男の家に、その小さな足跡が付くようになってからもう数ヶ月にもなる。
最初は、猫か犬かの足跡だろうとも思ったが、形が随分と違うのに気づいてはいた。
動物の足跡というより、むしろ人の足跡のようであった。
小さな人型の足跡である。
子供の足跡にしては小さすぎる。
あまり考えたくは無いが小人の足跡ではないかと、男は思っていた。
コロポックルや座敷童、あるいは河童や妖精などの異世界の住人かもしれない。

始めのうちは玄関のみにしか足跡は着いていなかったが、最近では壁の部分や天井にまで足跡があることがあった。
もはや犬猫ではないこは確かである。
しかし、なにか悪さをするというわけでもない。
かといって、良いことをするわけでもない。
ただ単に足跡を残すのみの存在である。

確かに何物かが男の家に住んでいることは間違いが無いのだが正体が知れない。
はじめのうち、男は気味悪がっていたが、時間が経過するほどに親しみを覚えはじめていた。
一人暮らしの男にとって、家族が増えたような感覚である。
ある意味、男の無味乾燥な毎日に楽しみが出来た、とでもいえるだろう。
男にとっては、何十年ぶりかの幸せな気分といっても良いかもしれない。

あるとき男は。

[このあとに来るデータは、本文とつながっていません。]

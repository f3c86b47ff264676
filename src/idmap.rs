//! Old → new identifier maps persisted between jobs.
//!
//! On disk a map is a JSON object with the old id as a string key:
//! `{"1": 101, "2": 102}`.

use anyhow::{Context, Result};
use rustc_hash::FxHashMap;
use std::collections::BTreeMap;
use std::fs;
use std::path::Path;

pub const COLLECTION_IDS: &str = "collection_ids.json";
pub const PUBLICATION_IDS: &str = "publication_ids.json";
pub const MANUSCRIPT_IDS: &str = "manuscript_ids.json";
pub const VERSION_IDS: &str = "version_ids.json";
pub const FACSIMILE_COLLECTION_IDS: &str = "facsimile_coll_ids.json";

#[derive(Debug, Default, Clone, PartialEq, Eq)]
pub struct IdMap {
    ids: FxHashMap<i64, i64>,
}

impl IdMap {
    pub fn new() -> Self {
        Self::default()
    }

    pub fn insert(&mut self, old: i64, new: i64) {
        self.ids.insert(old, new);
    }

    pub fn get(&self, old: i64) -> Option<i64> {
        self.ids.get(&old).copied()
    }

    pub fn contains(&self, old: i64) -> bool {
        self.ids.contains_key(&old)
    }

    /// Reverse lookup: the old id mapped to `new`, if any.
    pub fn old_for(&self, new: i64) -> Option<i64> {
        self.ids
            .iter()
            .filter(|(_, v)| **v == new)
            .map(|(k, _)| *k)
            .min()
    }

    pub fn len(&self) -> usize {
        self.ids.len()
    }

    pub fn is_empty(&self) -> bool {
        self.ids.is_empty()
    }

    /// Entries sorted by old id.
    pub fn sorted(&self) -> Vec<(i64, i64)> {
        let mut entries: Vec<(i64, i64)> = self.ids.iter().map(|(k, v)| (*k, *v)).collect();
        entries.sort_unstable();
        entries
    }

    pub fn load(path: &Path) -> Result<Self> {
        let json = fs::read_to_string(path)
            .with_context(|| format!("Failed to read id map {}", path.display()))?;
        let raw: BTreeMap<String, i64> = serde_json::from_str(&json)
            .with_context(|| format!("Failed to parse id map {}", path.display()))?;

        let mut map = Self::new();
        for (key, new) in raw {
            let old: i64 = key
                .trim()
                .parse()
                .with_context(|| format!("Invalid id {:?} in {}", key, path.display()))?;
            map.insert(old, new);
        }
        Ok(map)
    }

    /// Load `dir/name`.
    pub fn load_from(dir: &Path, name: &str) -> Result<Self> {
        Self::load(&dir.join(name))
    }

    pub fn save(&self, path: &Path) -> Result<()> {
        if let Some(parent) = path.parent() {
            fs::create_dir_all(parent)
                .with_context(|| format!("Failed to create {}", parent.display()))?;
        }
        let raw: BTreeMap<String, i64> = self
            .sorted()
            .into_iter()
            .map(|(old, new)| (old.to_string(), new))
            .collect();
        let json = serde_json::to_string(&raw)?;
        fs::write(path, json).with_context(|| format!("Failed to write id map {}", path.display()))?;
        Ok(())
    }

    /// Save to `dir/name`.
    pub fn save_to(&self, dir: &Path, name: &str) -> Result<()> {
        self.save(&dir.join(name))
    }
}

impl FromIterator<(i64, i64)> for IdMap {
    fn from_iter<I: IntoIterator<Item = (i64, i64)>>(iter: I) -> Self {
        Self {
            ids: iter.into_iter().collect(),
        }
    }
}
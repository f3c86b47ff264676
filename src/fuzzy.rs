//! Fuzzy similarity scores on a 0–100 scale.
//!
//! `ratio` compares whole strings; `partial_ratio` slides the shorter string
//! across the longer one and keeps the best window. Both are built on
//! normalized Levenshtein distance from `strsim`.

use strsim::normalized_levenshtein;

/// Highest possible score.
pub const MAX_SCORE: u8 = 100;

fn to_score(similarity: f64) -> u8 {
    (similarity * 100.0).round().clamp(0.0, 100.0) as u8
}

/// Whole-string similarity (0–100).
/// Two empty strings score 0, as does any comparison with an empty string.
pub fn ratio(a: &str, b: &str) -> u8 {
    if a.is_empty() || b.is_empty() {
        return 0;
    }
    if a == b {
        return MAX_SCORE;
    }
    to_score(normalized_levenshtein(a, b))
}

/// Best-aligning substring similarity (0–100).
///
/// 100 when the shorter string occurs in the longer one, otherwise the best
/// `ratio` between the shorter string and any equally long window of the
/// longer one.
pub fn partial_ratio(a: &str, b: &str) -> u8 {
    if a.is_empty() || b.is_empty() {
        return 0;
    }

    let (shorter, longer) = if a.chars().count() <= b.chars().count() {
        (a, b)
    } else {
        (b, a)
    };

    if longer.contains(shorter) {
        return MAX_SCORE;
    }

    let window_len = shorter.chars().count();
    let longer_chars: Vec<char> = longer.chars().collect();

    let mut best = 0u8;
    for start in 0..=(longer_chars.len() - window_len) {
        let window: String = longer_chars[start..start + window_len].iter().collect();
        let score = ratio(shorter, &window);
        if score > best {
            best = score;
            if best == MAX_SCORE {
                break;
            }
        }
    }
    best
}
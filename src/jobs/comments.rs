//! `comments`: one general comment per publication.
//!
//! Collections with a comment folder get the file whose name matches the
//! publication; the others get the empty comment template.

use super::{collection_publications, load_collection_ids};
use crate::audit::{AuditLog, MatchSink, PUBLICATION_LABELS};
use crate::config::Config;
use crate::matcher::match_title;
use crate::progress::JobProgress;
use crate::scan::{scan_dir, to_posix_relative};
use crate::stats::MatchStatistics;
use anyhow::{Context, Result};
use rusqlite::{params, Connection};

pub const MATCHED_LOG: &str = "matched_comments.txt";
pub const UNMATCHED_LOG: &str = "unmatched_comments.txt";

#[derive(Debug)]
pub struct CommentsReport {
    pub stats: MatchStatistics,
    pub comments: usize,
}

pub fn run(target: &mut Connection, config: &Config) -> Result<CommentsReport> {
    let collections = load_collection_ids(config)?;
    let mut log = AuditLog::create(&config.log_dir, MATCHED_LOG, UNMATCHED_LOG, PUBLICATION_LABELS)?;
    let mut stats = MatchStatistics::new();
    let mut comments = 0;

    let tx = target.transaction()?;
    {
        let mut insert = tx.prepare(
            "INSERT INTO publication_comment (published, legacy_id, original_filename) VALUES (?1, ?2, ?3)",
        )?;
        let mut link = tx.prepare("UPDATE publication SET publication_comment_id = ?1 WHERE id = ?2")?;

        for source in &config.comments {
            let Some(collection_id) = collections.get(source.legacy_id) else {
                eprintln!("Warning: collection {} was not migrated, skipping", source.legacy_id);
                continue;
            };
            let candidates = match &source.dir {
                Some(dir) => Some(scan_dir(&config.svn_path(dir))?),
                None => None,
            };
            let publications = collection_publications(&tx, collection_id)?;
            let mut progress = JobProgress::new(&format!("Comments {}", source.legacy_id), publications.len());

            for publication in &publications {
                progress.inc();
                let original_filename = match &candidates {
                    Some(candidates) => {
                        let found = match_title(&publication.name, candidates).found();
                        stats.record(found.is_some());
                        match found {
                            Some(c) => {
                                let path = to_posix_relative(&c.path, &config.svn_root);
                                log.record_match(&publication.name, &path)?;
                                Some(path)
                            }
                            None => {
                                log.record_miss(&publication.name)?;
                                None
                            }
                        }
                    }
                    None => Some(config.comment_template.clone()),
                };

                insert.execute(params![publication.published, publication.legacy_id, original_filename])?;
                link.execute(params![tx.last_insert_rowid(), publication.id])?;
                comments += 1;
            }
            progress.finish(&format!("{} comments", publications.len()));
        }
    }
    tx.commit().context("Failed to commit comments")?;

    stats.log_phase("comments");
    log.finish(&stats.summary("Publications"))?;
    Ok(CommentsReport { stats, comments })
}
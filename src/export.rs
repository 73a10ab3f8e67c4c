//! Export adapters for recorded state
//!
//! Flat CSV and hierarchical XML renderings of the trade ledger or one
//! order-event category. Field sets are fixed per format.

use std::fs::File;
use std::io::Write;
use std::path::{Path, PathBuf};

use crate::book::{OrderEvent, OrderEventKind, TradeRecord};
use crate::error::{GeminiError, Result};

const TRADE_HEADERS: [&str; 5] = ["event_id", "timestamp", "price", "amount", "maker_side"];

const ORDER_EVENT_HEADERS: [&str; 14] = [
    "type",
    "order_id",
    "event_id",
    "api_session",
    "client_order_id",
    "symbol",
    "side",
    "order_type",
    "timestamp",
    "timestampms",
    "is_live",
    "is_cancelled",
    "avg_execution_price",
    "price",
];

/// Write the trade ledger as delimited text. An empty ledger still gets
/// its header row.
pub fn trades_to_csv<W: Write>(trades: &[TradeRecord], writer: W) -> Result<()> {
    let mut csv = csv::Writer::from_writer(writer);
    csv.write_record(TRADE_HEADERS)?;
    for trade in trades {
        csv.write_record([
            trade.event_id.to_string(),
            trade.timestamp.to_string(),
            trade.price.to_string(),
            trade.amount.to_string(),
            trade.maker_side.to_string(),
        ])?;
    }
    csv.flush()?;
    Ok(())
}

/// Write the trade ledger as a tree of records.
pub fn trades_to_xml<W: Write>(trades: &[TradeRecord], mut writer: W) -> Result<()> {
    writeln!(writer, "<trades>")?;
    for trade in trades {
        writeln!(writer, "  <trade>")?;
        write_element(&mut writer, "event_id", &trade.event_id.to_string())?;
        write_element(&mut writer, "timestamp", &trade.timestamp.to_string())?;
        write_element(&mut writer, "price", &trade.price.to_string())?;
        write_element(&mut writer, "amount", &trade.amount.to_string())?;
        write_element(&mut writer, "maker_side", &trade.maker_side.to_string())?;
        writeln!(writer, "  </trade>")?;
    }
    writeln!(writer, "</trades>")?;
    Ok(())
}

/// Write one order-event category as delimited text. Exporting a
/// category with nothing recorded is an error, matching the feed's
/// closed category set.
pub fn order_events_to_csv<W: Write>(
    kind: OrderEventKind,
    events: &[OrderEvent],
    writer: W,
) -> Result<()> {
    if events.is_empty() {
        return Err(GeminiError::Export(format!(
            "no {kind} events recorded"
        )));
    }
    let mut csv = csv::Writer::from_writer(writer);
    csv.write_record(ORDER_EVENT_HEADERS)?;
    for event in events {
        csv.write_record(order_event_fields(event))?;
    }
    csv.flush()?;
    Ok(())
}

/// Write one order-event category as a tree of records.
pub fn order_events_to_xml<W: Write>(
    kind: OrderEventKind,
    events: &[OrderEvent],
    mut writer: W,
) -> Result<()> {
    if events.is_empty() {
        return Err(GeminiError::Export(format!(
            "no {kind} events recorded"
        )));
    }
    writeln!(writer, "<{kind}_orders>")?;
    for event in events {
        writeln!(writer, "  <{kind}>")?;
        for (name, value) in ORDER_EVENT_HEADERS.iter().copied().zip(order_event_fields(event)) {
            write_element(&mut writer, name, &value)?;
        }
        writeln!(writer, "  </{kind}>")?;
    }
    writeln!(writer, "</{kind}_orders>")?;
    Ok(())
}

/// Write `gemini_market_data.csv` into a directory.
pub fn trades_to_csv_file(trades: &[TradeRecord], dir: &Path) -> Result<PathBuf> {
    let path = dir.join("gemini_market_data.csv");
    trades_to_csv(trades, File::create(&path)?)?;
    Ok(path)
}

/// Write `gemini_market_data.xml` into a directory.
pub fn trades_to_xml_file(trades: &[TradeRecord], dir: &Path) -> Result<PathBuf> {
    let path = dir.join("gemini_market_data.xml");
    trades_to_xml(trades, File::create(&path)?)?;
    Ok(path)
}

/// Write `gemini_order_events.csv` into a directory.
pub fn order_events_to_csv_file(
    kind: OrderEventKind,
    events: &[OrderEvent],
    dir: &Path,
) -> Result<PathBuf> {
    let path = dir.join("gemini_order_events.csv");
    order_events_to_csv(kind, events, File::create(&path)?)?;
    Ok(path)
}

/// Write `gemini_order_events.xml` into a directory.
pub fn order_events_to_xml_file(
    kind: OrderEventKind,
    events: &[OrderEvent],
    dir: &Path,
) -> Result<PathBuf> {
    let path = dir.join("gemini_order_events.xml");
    order_events_to_xml(kind, events, File::create(&path)?)?;
    Ok(path)
}

fn order_event_fields(event: &OrderEvent) -> Vec<String> {
    fn opt(value: &Option<String>) -> String {
        value.clone().unwrap_or_default()
    }
    fn opt_display<T: ToString>(value: &Option<T>) -> String {
        value.as_ref().map(T::to_string).unwrap_or_default()
    }

    vec![
        event.kind.clone(),
        opt(&event.order_id),
        opt(&event.event_id),
        opt(&event.api_session),
        opt(&event.client_order_id),
        opt(&event.symbol),
        opt(&event.side),
        opt(&event.order_type),
        opt(&event.timestamp),
        opt_display(&event.timestamp_ms),
        opt_display(&event.is_live),
        opt_display(&event.is_cancelled),
        opt_display(&event.avg_execution_price),
        opt_display(&event.price),
    ]
}

fn write_element<W: Write>(writer: &mut W, name: &str, value: &str) -> Result<()> {
    writeln!(writer, "    <{name}>{}</{name}>", xml_escape(value))?;
    Ok(())
}

fn xml_escape(value: &str) -> String {
    value
        .replace('&', "&amp;")
        .replace('<', "&lt;")
        .replace('>', "&gt;")
}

この小さな足跡の形に違いがあることを発見した。
小さな住人は数人で、男の家に住み着いていたのだ。
男はこの住人に名前を付けている。
「ジョン、ミック、エリザベス、シンディ」
今のところ足跡の形は4種類だが、男女の差もわからない。
しかし、男にとっては愛すべき家族であるには違いない。

昔から座敷童が住み着くと良い事があるとか、コロポックルを見ると幸せになるとか言われている。
その逆に、河童に悪さをされただとか、シッポの尖った妖精が不幸をつれてくるだとか言われることもある。
しかし、それは人間側の勝手な迷信に過ぎないのだろう。
異世界の住人を気味悪がれば、不穏な出来事はすべてそのもののせいにされてしまう。
また、異世界住人に親しみを覚えれば、良い出来事はその住人がもたらしたと思い込む。
異世界の住人は、ただそこに現れ消えるのだけの存在である。
良いも悪いも、幸も不幸も人間の都合で決められてしまうのが常だ。

いつしか男は、この異世界の住人が、いつまでもこの家に住み続けてほしいと願うようになっていた。